A toxicity pathway-oriented approach to develop adverse outcome pathway: AHR activation as a case study.

With numerous new chemicals introduced into the environment everyday, identification of their potential hazards to the environment and human health is a considerable challenge. Developing adverse outcome pathway (AOP) framework is promising in helping to achieve this goal as it can bring In Vitro testing into toxicity measurement and understanding. To explore the toxic mechanism underlying environmental chemicals via the AOP approach, an integration of adequate experimental data with systems biology understanding is preferred. Here, we describe a novel method to develop reliable and sensible AOPs that relies on chemical-gene interactions, toxicity pathways, molecular regulations, phenotypes, and outcomes information obtained from comparative toxicogenomics database (CTD) and Ingenuity Pathway Analysis (IPA).
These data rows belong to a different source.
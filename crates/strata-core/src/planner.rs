//! Slice planning: which chunks does a request touch?
//!
//! Chunks are enumerated in row-major order over the chunk grid (last
//! dimension fastest). Fetch and assembly both follow this order.

use std::ops::Range;

use chrono::{DateTime, Utc};
use serde::{Deserialize, Serialize};

use strata_meta::DatasetMeta;
use strata_store::ChunkStore;

use crate::error::{CoreError, Result};

/// Half-open element range along one dimension
#[derive(Debug, Clone, Copy, PartialEq, Eq, Serialize, Deserialize)]
pub struct DimSlice {
    pub start: u64,
    pub stop: u64,
    /// Element stride. Chunk selection ignores it; every chunk the
    /// `[start, stop)` span crosses is planned.
    pub step: u64,
}

impl DimSlice {
    pub fn new(start: u64, stop: u64) -> Self {
        Self {
            start,
            stop,
            step: 1,
        }
    }

    pub fn is_empty(&self) -> bool {
        self.stop <= self.start
    }
}

/// Requested region of a dataset
#[derive(Debug, Clone, PartialEq, Eq, Serialize, Deserialize)]
pub enum SliceSpec {
    Whole,
    Dims(Vec<DimSlice>),
}

impl SliceSpec {
    /// Resolve to explicit per-dimension bounds, validating against `shape`.
    pub fn resolve(&self, shape: &[u64]) -> Result<Vec<DimSlice>> {
        let dims = match self {
            SliceSpec::Whole => return Ok(shape.iter().map(|&s| DimSlice::new(0, s)).collect()),
            SliceSpec::Dims(dims) => dims,
        };

        if dims.len() != shape.len() {
            return Err(CoreError::OutOfRange(format!(
                "slice has {} dimensions, dataset has {}",
                dims.len(),
                shape.len()
            )));
        }
        for (i, (d, &extent)) in dims.iter().zip(shape).enumerate() {
            if d.step == 0 {
                return Err(CoreError::OutOfRange(format!("dimension {}: step is zero", i)));
            }
            if !d.is_empty() && d.stop > extent {
                return Err(CoreError::OutOfRange(format!(
                    "dimension {}: stop {} exceeds extent {}",
                    i, d.stop, extent
                )));
            }
        }
        Ok(dims.clone())
    }
}

/// One chunk touched by a slice
#[derive(Debug, Clone, PartialEq, Eq)]
pub struct PlannedChunk {
    /// Row-major flat index in the chunk grid
    pub index: u64,
    /// Coordinate in the chunk grid
    pub coord: Vec<u64>,
}

/// Ordered chunks covering a slice
#[derive(Debug, Clone, PartialEq, Eq)]
pub struct SlicePlan {
    pub bounds: Vec<DimSlice>,
    pub chunks: Vec<PlannedChunk>,
}

impl SlicePlan {
    pub fn indices(&self) -> Vec<u64> {
        self.chunks.iter().map(|c| c.index).collect()
    }

    pub fn is_empty(&self) -> bool {
        self.chunks.is_empty()
    }
}

/// Plan indices split by what the store can already serve
#[derive(Debug, Clone, Default, PartialEq, Eq)]
pub struct FetchPlan {
    pub present: Vec<u64>,
    pub missing: Vec<u64>,
}

/// Compute the chunks a slice touches, in row-major order.
pub fn plan(meta: &DatasetMeta, spec: &SliceSpec) -> Result<SlicePlan> {
    meta.validate()
        .map_err(|e| CoreError::InvalidMetadata(e.to_string()))?;
    let bounds = spec.resolve(&meta.shape)?;
    let grid = meta.grid_shape();

    if bounds.iter().any(DimSlice::is_empty) {
        return Ok(SlicePlan {
            bounds,
            chunks: Vec::new(),
        });
    }

    let ranges: Vec<Range<u64>> = bounds
        .iter()
        .zip(&meta.chunk_shape)
        .map(|(d, &c)| (d.start / c)..((d.stop - 1) / c + 1))
        .collect();

    let mut chunks = Vec::new();
    let mut coord: Vec<u64> = ranges.iter().map(|r| r.start).collect();
    loop {
        chunks.push(PlannedChunk {
            index: linearize(&coord, &grid),
            coord: coord.clone(),
        });

        // Odometer step, last dimension fastest
        let mut dim = coord.len();
        loop {
            if dim == 0 {
                return Ok(SlicePlan { bounds, chunks });
            }
            dim -= 1;
            coord[dim] += 1;
            if coord[dim] < ranges[dim].end {
                break;
            }
            coord[dim] = ranges[dim].start;
        }
    }
}

/// Row-major flat index of a grid coordinate.
pub fn linearize(coord: &[u64], grid: &[u64]) -> u64 {
    coord
        .iter()
        .zip(grid)
        .fold(0, |acc, (&c, &g)| acc * g + c)
}

/// Element ranges a chunk covers, clipped to the array bounds.
pub fn chunk_region(meta: &DatasetMeta, coord: &[u64]) -> Vec<Range<u64>> {
    coord
        .iter()
        .zip(meta.chunk_shape.iter().zip(&meta.shape))
        .map(|(&c, (&cs, &s))| {
            let start = c * cs;
            start..(start + cs).min(s)
        })
        .collect()
}

/// Split planned indices into store hits valid for `epoch` and the rest.
pub fn partition(
    store: &ChunkStore,
    dataset: &str,
    epoch: DateTime<Utc>,
    indices: &[u64],
) -> Result<FetchPlan> {
    let mut out = FetchPlan::default();
    for &index in indices {
        if store.has(dataset, index, epoch)? {
            out.present.push(index);
        } else {
            out.missing.push(index);
        }
    }
    Ok(out)
}

#[cfg(test)]
mod tests {
    use super::*;
    use std::collections::BTreeSet;
    use strata_meta::{DType, OriginMeta};

    fn meta(shape: &[u64], chunk_shape: &[u64]) -> DatasetMeta {
        DatasetMeta::from_origin(
            OriginMeta {
                shape: shape.to_vec(),
                chunk_shape: chunk_shape.to_vec(),
                block_shape: chunk_shape.to_vec(),
                dtype: DType::F32,
                compression: Default::default(),
                attributes: Default::default(),
                mtime: Utc::now(),
            },
            Utc::now(),
        )
    }

    fn dims(ranges: &[(u64, u64)]) -> SliceSpec {
        SliceSpec::Dims(ranges.iter().map(|&(a, b)| DimSlice::new(a, b)).collect())
    }

    #[test]
    fn test_single_chunk_1d() {
        let m = meta(&[1000], &[100]);
        let p = plan(&m, &dims(&[(250, 260)])).unwrap();
        assert_eq!(p.indices(), vec![2]);
    }

    #[test]
    fn test_2d_row_span() {
        let m = meta(&[10, 20], &[5, 5]);
        let p = plan(&m, &dims(&[(0, 2), (4, 8)])).unwrap();
        assert_eq!(p.indices(), vec![0, 1]);
        assert_eq!(p.chunks[1].coord, vec![0, 1]);
    }

    #[test]
    fn test_row_major_order() {
        let m = meta(&[10, 20], &[5, 5]);
        let p = plan(&m, &dims(&[(3, 7), (9, 11)])).unwrap();
        // rows 0..2, cols 1..3 in a 2x4 grid
        assert_eq!(p.indices(), vec![1, 2, 5, 6]);
    }

    #[test]
    fn test_whole_dataset_equals_full_slice() {
        let m = meta(&[11, 7], &[5, 3]);
        let whole = plan(&m, &SliceSpec::Whole).unwrap();
        let full = plan(&m, &dims(&[(0, 11), (0, 7)])).unwrap();
        assert_eq!(whole, full);
        assert_eq!(whole.indices(), (0..9).collect::<Vec<_>>());
    }

    #[test]
    fn test_empty_slice() {
        let m = meta(&[10, 20], &[5, 5]);
        assert!(plan(&m, &dims(&[(3, 3), (0, 20)])).unwrap().is_empty());
        assert!(plan(&m, &dims(&[(0, 10), (8, 2)])).unwrap().is_empty());
    }

    #[test]
    fn test_out_of_range_is_error() {
        let m = meta(&[10, 20], &[5, 5]);
        assert!(matches!(
            plan(&m, &dims(&[(0, 11), (0, 5)])),
            Err(CoreError::OutOfRange(_))
        ));
        assert!(matches!(
            plan(&m, &dims(&[(0, 5)])),
            Err(CoreError::OutOfRange(_))
        ));
        let zero_step = SliceSpec::Dims(vec![
            DimSlice { start: 0, stop: 5, step: 0 },
            DimSlice::new(0, 5),
        ]);
        assert!(matches!(plan(&m, &zero_step), Err(CoreError::OutOfRange(_))));
    }

    #[test]
    fn test_step_does_not_change_selection() {
        let m = meta(&[100], &[10]);
        let strided = SliceSpec::Dims(vec![DimSlice { start: 5, stop: 35, step: 20 }]);
        assert_eq!(plan(&m, &strided).unwrap().indices(), vec![0, 1, 2, 3]);
    }

    #[test]
    fn test_scalar_dataset() {
        let m = meta(&[], &[]);
        assert_eq!(plan(&m, &SliceSpec::Whole).unwrap().indices(), vec![0]);
    }

    #[test]
    fn test_chunk_region_clips_edge() {
        let m = meta(&[11, 7], &[5, 3]);
        assert_eq!(chunk_region(&m, &[2, 2]), vec![10..11, 6..7]);
        assert_eq!(chunk_region(&m, &[0, 1]), vec![0..5, 3..6]);
    }

    /// Every rectangular sub-slice of a 3x4 chunk grid matches brute force.
    #[test]
    fn test_exhaustive_small_grid() {
        // 3x4 grid of 2x3 chunks, ragged last row and column
        let m = meta(&[5, 11], &[2, 3]);
        assert_eq!(m.grid_shape(), vec![3, 4]);

        for r0 in 0..5u64 {
            for r1 in (r0 + 1)..=5 {
                for c0 in 0..11u64 {
                    for c1 in (c0 + 1)..=11 {
                        let p = plan(&m, &dims(&[(r0, r1), (c0, c1)])).unwrap();

                        let mut expected = Vec::new();
                        for gr in 0..3u64 {
                            for gc in 0..4u64 {
                                let region = chunk_region(&m, &[gr, gc]);
                                let rows = region[0].start < r1 && r0 < region[0].end;
                                let cols = region[1].start < c1 && c0 < region[1].end;
                                if rows && cols {
                                    expected.push(gr * 4 + gc);
                                }
                            }
                        }

                        assert_eq!(p.indices(), expected, "slice [{r0}:{r1}, {c0}:{c1}]");
                        let unique: BTreeSet<_> = p.indices().into_iter().collect();
                        assert_eq!(unique.len(), p.chunks.len());
                    }
                }
            }
        }
    }

    #[test]
    fn test_partition_by_epoch() {
        let temp = tempfile::TempDir::new().unwrap();
        let store = ChunkStore::new(temp.path()).unwrap();
        let epoch = Utc::now();
        store.write("aa11", 1, b"x", epoch).unwrap();
        store
            .write("aa11", 2, b"old", epoch - chrono::Duration::seconds(5))
            .unwrap();

        let split = partition(&store, "aa11", epoch, &[0, 1, 2]).unwrap();
        assert_eq!(split.present, vec![1]);
        assert_eq!(split.missing, vec![0, 2]);
    }
}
Using Benzo(a)pyrene (BaP), a highly studied chemical as a stressor, we identified the pivotal IPA toxicity pathways, the molecular initiating event (MIE), and candidate key events (KEs) to structure AOPs in the liver and lung, respectively. Further, we used the corresponding CTD information of multiple typical AHR-ligands, including 2,3,7,8-tetrachlorodibenzoparadioxin (TCDD), valproic acid, quercetin, and particulate matter, to validate our AOP networks. Our approach is likely to speed up AOP development as providing a time- and cost-efficient way to collect all fragmented bioinformation in published studies. It also facilitates a better understanding of the toxic mechanism of environmental chemicals, and potentially brings new insights into the screening of critical paths in the AOP network.